- Opening Delimiter -

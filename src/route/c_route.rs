use arcstr::ArcStr;
use derive_builder::Builder;
use rust_decimal_macros::dec;

use super::{layer_or, place_via, point_on, sign, span_rect, ViaOffset};
use crate::error::{Error, Result};
use crate::geometry::{Dims, Dir, Int, Rect, RectExt};
use crate::layout::{rename_ports_by_orientation, CellId, Library, Port};
use crate::tech::TechMap;
use crate::via::{synthesize_via, ViaParams};

#[derive(Debug, Clone, Eq, PartialEq, Builder)]
#[builder(default)]
pub struct CRouteOpts {
    /// How far the cross leg sits beyond the outermost port. Defaults to 0.5um.
    #[builder(setter(strip_option))]
    pub extension: Option<Int>,
    #[builder(setter(strip_option))]
    pub width1: Option<Int>,
    #[builder(setter(strip_option))]
    pub width2: Option<Int>,
    /// Width of the cross leg; defaults to the wider of the two legs.
    #[builder(setter(strip_option))]
    pub cwidth: Option<Int>,
    #[builder(setter(into, strip_option))]
    pub layer1: Option<ArcStr>,
    #[builder(setter(into, strip_option))]
    pub layer2: Option<ArcStr>,
    /// Layer of the cross leg; defaults to the first port's layer.
    #[builder(setter(into, strip_option))]
    pub clayer: Option<ArcStr>,
    pub via_offset: ViaOffset,
    pub full_bottom: bool,
}

impl Default for CRouteOpts {
    fn default() -> Self {
        Self {
            extension: None,
            width1: None,
            width2: None,
            cwidth: None,
            layer1: None,
            layer2: None,
            clayer: None,
            via_offset: ViaOffset::both(),
            full_bottom: true,
        }
    }
}

impl CRouteOpts {
    #[inline]
    pub fn builder() -> CRouteOptsBuilder {
        CRouteOptsBuilder::default()
    }
}

/// Joins two ports on a common axis with a three-segment "C".
///
/// A leg leaves each port in the direction `edge1` faces, runs to
/// `extension` past the outermost of the two ports, and the legs are joined
/// there by a cross leg. The result exposes the cross leg's edges as
/// `con_N`, `con_E`, `con_S` and `con_W`.
pub fn c_route(
    lib: &mut Library,
    tech: &TechMap,
    edge1: &Port,
    edge2: &Port,
    opts: &CRouteOpts,
) -> Result<CellId> {
    let axis = edge1.orientation.axis();
    if edge2.orientation.axis() != axis {
        return Err(Error::precondition(format!(
            "C-route ports `{}` ({}) and `{}` ({}) are not parallel",
            edge1.name, edge1.orientation, edge2.name, edge2.orientation
        )));
    }
    let (c1, c2) = (edge1.center.coord(!axis), edge2.center.coord(!axis));
    if c1 == c2 {
        return Err(Error::precondition(format!(
            "C-route ports `{}` and `{}` are not offset from each other",
            edge1.name, edge2.name
        )));
    }

    let extension = match opts.extension {
        Some(ext) => ext,
        None => tech.to_dbu(dec!(0.5))?,
    };
    let w1 = opts.width1.unwrap_or(edge1.width);
    let w2 = opts.width2.unwrap_or(edge2.width);
    let cwidth = opts.cwidth.unwrap_or_else(|| w1.max(w2));
    let layer1 = layer_or(&opts.layer1, edge1);
    let layer2 = layer_or(&opts.layer2, edge2);
    let clayer = layer_or(&opts.clayer, edge1);

    let dir = edge1.orientation.sign();
    let (a1, a2) = (edge1.center.coord(axis), edge2.center.coord(axis));
    let extreme = if dir > 0 { a1.max(a2) } else { a1.min(a2) };
    let far = extreme + dir * extension;
    let near = far - dir * cwidth;

    let leg1 = span_rect(axis, a1, far, c1, w1);
    let leg2 = span_rect(axis, a2, far, c2, w2);
    let (lo1, lo2) = (c1 - w1 / 2, c2 - w2 / 2);
    let (span_lo, span_hi) = (lo1.min(lo2), (lo1 + w1).max(lo2 + w2));
    let cross = match axis {
        Dir::Horiz => Rect::from_sides(near, span_lo, far, span_hi),
        Dir::Vert => Rect::from_sides(span_lo, near, span_hi, far),
    };

    let name = lib.fresh_name("c_route");
    let mut cell = lib.new_cell(name.as_str());
    cell.draw_rect(tech.layer_of(&layer1)?, leg1)?;
    cell.draw_rect(tech.layer_of(&layer2)?, leg2)?;
    cell.draw_rect(tech.layer_of(&clayer)?, cross.clone())?;

    let corners = [(&layer1, c1, w1, c2), (&layer2, c2, w2, c1)];
    for (i, (layer, c, w, other)) in corners.into_iter().enumerate() {
        if *layer == clayer {
            continue;
        }
        let footprint = match axis {
            Dir::Horiz => Dims::new(cwidth, w),
            Dir::Vert => Dims::new(w, cwidth),
        };
        let via = synthesize_via(
            lib,
            tech,
            &ViaParams {
                bottom: layer.clone(),
                top: clayer.clone(),
                footprint: Some(footprint),
                full_bottom: opts.full_bottom,
                full_top: true,
            },
        )?;
        let (via_along, via_across) = match axis {
            Dir::Horiz => (via.size.w, via.size.h),
            Dir::Vert => (via.size.h, via.size.w),
        };
        // Pull the via back toward the ports and in toward the other leg.
        let along = far - dir * (cwidth / 2)
            + opts.via_offset.shift(axis, cwidth, via_along, -dir);
        let across = c + opts.via_offset.shift(!axis, w, via_across, sign(other - c));
        // Only the cross leg's edges are exposed, so the via's ports are dropped.
        place_via(
            lib,
            &mut cell,
            &via,
            &format!("corner{}", i + 1),
            point_on(axis, along, across),
        )?;
    }

    cell.add_ports(Port::edges_of("con", &cross, &clayer));
    log::debug!(
        "c-route {} -> {}: legs to {far} on {layer1}/{layer2}, cross leg {cross:?} on {clayer}",
        edge1.name,
        edge2.name
    );
    rename_ports_by_orientation(&mut cell);
    Ok(lib.add_cell(cell))
}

- Closing Delimiter -

**Problem to work on:** The output should match the records above exactly, entry for entry.

**Solution below:**
filename src/route/c_route.rs
use arcstr::ArcStr;
use derive_builder::Builder;
use rust_decimal_macros::dec;

use super::{layer_or, place_via, point_on, sign, span_rect, ViaOffset};
use crate::error::{Error, Result};
use crate::geometry::{Dims, Dir, Int, Rect, RectExt};
use crate::layout::{rename_ports_by_orientation, CellId, Library, Port};
use crate::tech::TechMap;
use crate::via::{synthesize_via, ViaParams};

#[derive(Debug, Clone, Eq, PartialEq, Builder)]
#[builder(default)]
pub struct CRouteOpts {
    /// How far the cross leg sits beyond the outermost port. Defaults to 0.5um.
    #[builder(setter(strip_option))]
    pub extension: Option<Int>,
    #[builder(setter(strip_option))]
    pub width1: Option<Int>,
    #[builder(setter(strip_option))]
    pub width2: Option<Int>,
    /// Width of the cross leg; defaults to the wider of the two legs.
    #[builder(setter(strip_option))]
    pub cwidth: Option<Int>,
    #[builder(setter(into, strip_option))]
    pub layer1: Option<ArcStr>,
    #[builder(setter(into, strip_option))]
    pub layer2: Option<ArcStr>,
    /// Layer of the cross leg; defaults to the first port's layer.
    #[builder(setter(into, strip_option))]
    pub clayer: Option<ArcStr>,
    pub via_offset: ViaOffset,
    pub full_bottom: bool,
}

impl Default for CRouteOpts {
    fn default() -> Self {
        Self {
            extension: None,
            width1: None,
            width2: None,
            cwidth: None,
            layer1: None,
            layer2: None,
            clayer: None,
            via_offset: ViaOffset::both(),
            full_bottom: true,
        }
    }
}

impl CRouteOpts {
    #[inline]
    pub fn builder() -> CRouteOptsBuilder {
        CRouteOptsBuilder::default()
    }
}

/// Joins two ports on a common axis with a three-segment "C".
///
/// A leg leaves each port in the direction `edge1` faces, runs to
/// `extension` past the outermost of the two ports, and the legs are joined
/// there by a cross leg. The result exposes the cross leg's edges as
/// `con_N`, `con_E`, `con_S` and `con_W`.
pub fn c_route(
    lib: &mut Library,
    tech: &TechMap,
    edge1: &Port,
    edge2: &Port,
    opts: &CRouteOpts,
) -> Result<CellId> {
    let axis = edge1.orientation.axis();
    if edge2.orientation.axis() != axis {
        return Err(Error::precondition(format!(
            "C-route ports `{}` ({}) and `{}` ({}) are not parallel",
            edge1.name, edge1.orientation, edge2.name, edge2.orientation
        )));
    }
    let (c1, c2) = (edge1.center.coord(!axis), edge2.center.coord(!axis));
    if c1 == c2 {
        return Err(Error::precondition(format!(
            "C-route ports `{}` and `{}` are not offset from each other",
            edge1.name, edge2.name
        )));
    }

    let extension = match opts.extension {
        Some(ext) => ext,
        None => tech.to_dbu(dec!(0.5))?,
    };
    let w1 = opts.width1.unwrap_or(edge1.width);
    let w2 = opts.width2.unwrap_or(edge2.width);
    let cwidth = opts.cwidth.unwrap_or_else(|| w1.max(w2));
    let layer1 = layer_or(&opts.layer1, edge1);
    let layer2 = layer_or(&opts.layer2, edge2);
    let clayer = layer_or(&opts.clayer, edge1);

    let dir = edge1.orientation.sign();
    let (a1, a2) = (edge1.center.coord(axis), edge2.center.coord(axis));
    let extreme = if dir > 0 { a1.max(a2) } else { a1.min(a2) };
    let far = extreme + dir * extension;
    let near = far - dir * cwidth;

    let leg1 = span_rect(axis, a1, far, c1, w1);
    let leg2 = span_rect(axis, a2, far, c2, w2);
    let (lo1, lo2) = (c1 - w1 / 2, c2 - w2 / 2);
    let (span_lo, span_hi) = (lo1.min(lo2), (lo1 + w1).max(lo2 + w2));
    let cross = match axis {
        Dir::Horiz => Rect::from_sides(near, span_lo, far, span_hi),
        Dir::Vert => Rect::from_sides(span_lo, near, span_hi, far),
    };

    let name = lib.fresh_name("c_route");
    let mut cell = lib.new_cell(name.as_str());
    cell.draw_rect(tech.layer_of(&layer1)?, leg1)?;
    cell.draw_rect(tech.layer_of(&layer2)?, leg2)?;
    cell.draw_rect(tech.layer_of(&clayer)?, cross.clone())?;

    let corners = [(&layer1, c1, w1, c2), (&layer2, c2, w2, c1)];
    for (i, (layer, c, w, other)) in corners.into_iter().enumerate() {
        if *layer == clayer {
            continue;
        }
        let footprint = match axis {
            Dir::Horiz => Dims::new(cwidth, w),
            Dir::Vert => Dims::new(w, cwidth),
        };
        let via = synthesize_via(
            lib,
            tech,
            &ViaParams {
                bottom: layer.clone(),
                top: clayer.clone(),
                footprint: Some(footprint),
                full_bottom: opts.full_bottom,
                full_top: true,
            },
        )?;
        let (via_along, via_across) = match axis {
            Dir::Horiz => (via.size.w, via.size.h),
            Dir::Vert => (via.size.h, via.size.w),
        };
        // Pull the via back toward the ports and in toward the other leg.
        let along = far - dir * (cwidth / 2)
            + opts.via_offset.shift(axis, cwidth, via_along, -dir);
        let across = c + opts.via_offset.shift(!axis, w, via_across, sign(other - c));
        // Only the cross leg's edges are exposed, so the via's ports are dropped.
        place_via(
            lib,
            &mut cell,
            &via,
            &format!("corner{}", i + 1),
            point_on(axis, along, across),
        )?;
    }

    cell.add_ports(Port::edges_of("con", &cross, &clayer));
    log::debug!(
        "c-route {} -> {}: legs to {far} on {layer1}/{layer2}, cross leg {cross:?} on {clayer}",
        edge1.name,
        edge2.name
    );
    rename_ports_by_orientation(&mut cell);
    Ok(lib.add_cell(cell))
}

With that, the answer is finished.